I have been rattling around the library systems industry/sector for nigh on thirty years, with metadata always being somewhere near the core of my thoughts.  From that time as a programmer wrestling with the new to me ‘so-called’ standard MARC; reacting to meet the challenges of the burgeoning web; through the elephantine gestation of RDA; several experiments with linked library data; and the false starts of BIBFRAME, it has consistently never scaled to the real world beyond the library walls and firewall.

When Schema.org arrived on the scene I thought we might have arrived at the point where library metadata  could finally blossom; adding value outside of library systems to help library curated resources become first class citizens, and hence results, in the global web we all inhabit.  But as yet it has not happened.

The why not yet, is something that has been concerning me of late.   The answer I believe is that we do not yet have a simple, mostly automatic, process to take data from MARC, process it to identify entities (Work, Instance, Person, Organisation, etc.) and deliver it as Linked Data (BIBFRAME), supplemented with the open vocabulary used on the web (Schema.org).

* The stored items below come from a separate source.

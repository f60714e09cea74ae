//! Cycle control hooks
//!
//! No control loop consumes these yet; requests are acknowledged and logged.

use axum::http::StatusCode;
use tracing::info;

/// Request a manual power cycle.
///
/// # Endpoint
///
/// `POST /api/cycle/trigger`
pub(crate) async fn trigger() -> StatusCode {
    info!("Cycle trigger requested");
    StatusCode::ACCEPTED
}

/// Request that a running cycle be aborted.
///
/// # Endpoint
///
/// `POST /api/cycle/abort`
pub(crate) async fn abort() -> StatusCode {
    info!("Cycle abort requested");
    StatusCode::ACCEPTED
}

#[cfg(test)]
mod tests {
    use axum::{
        body::Body,
        http::{Method, Request, StatusCode},
    };
    use std::sync::Arc;
    use tower::ServiceExt;
    use wseries_core::config::SensorPresence;

    use crate::api::{create_router, AppState};
    use crate::config::{ConfigService, MemoryStore};
    use crate::telemetry::TelemetryHub;

    #[tokio::test]
    async fn test_cycle_hooks_accept() {
        let service = ConfigService::initialize(Arc::new(MemoryStore::new())).await;
        let state = AppState::new(
            Arc::new(service),
            TelemetryHub::new(),
            SensorPresence::default(),
        );
        let router = create_router(state, None);

        for uri in ["/api/cycle/trigger", "/api/cycle/abort"] {
            let response = router
                .clone()
                .oneshot(
                    Request::builder()
                        .method(Method::POST)
                        .uri(uri)
                        .body(Body::empty())
                        .unwrap(),
                )
                .await
                .unwrap();
            assert_eq!(response.status(), StatusCode::ACCEPTED, "{}", uri);
        }
    }
}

Many of the elements of this process are, or nearly are, in place.   The Library of Congress site provides conversion scripts from MARCXML to BIBFRAME, the Bibframe2Schema.org group are starting to develop conversion processes to take that BIBFRAME output and add Schema.org.

So what’s missing?   A key missing piece is entity reconciliation.

The BIBFRAME conversion scripts identity the Work for the record instance being processed.  However, they do not recognise Works they have previously processed. What is needed is a repeatable reliable, mostly automatic process for reconciling the many unnecessarily created duplicate Work descriptions in the current processes.  Reconciliation is also important for other entity types, but with the aid of VIAF, ISNI, LC’s name and other identifier authorities, most of the groundwork for those is well established.

There are a few other steps required to achieve the goal of being able to deliver search engine targeted structured library metadata to the web at scale, such as crowbarring the output into out ageing user interfaces, but none I believe more important than giving them data about reconciled entities.

Although my conclusions here may seem a little pessimistic, I am convinced we are on that last mile which will take us to a place and time where library curated metadata is a first class component of search engine knowledge graphs and is likely to lead a user to a library enabled fulfilment as to a commercial one.

  

One Reply to “Library Metadata Evolution: The Final Mile”

  1. I’ve been looking for a decent metadata scheme for use in a home-brew library system for the past 4 years now. I’m a big user of schema.org. I found this very interesting, especially the part about reconciliation. I assume you’re referring to the process of identifying duplicate representations of works. This has also been one of my biggest struggles. I’ll still be waiting for schema.org to mature…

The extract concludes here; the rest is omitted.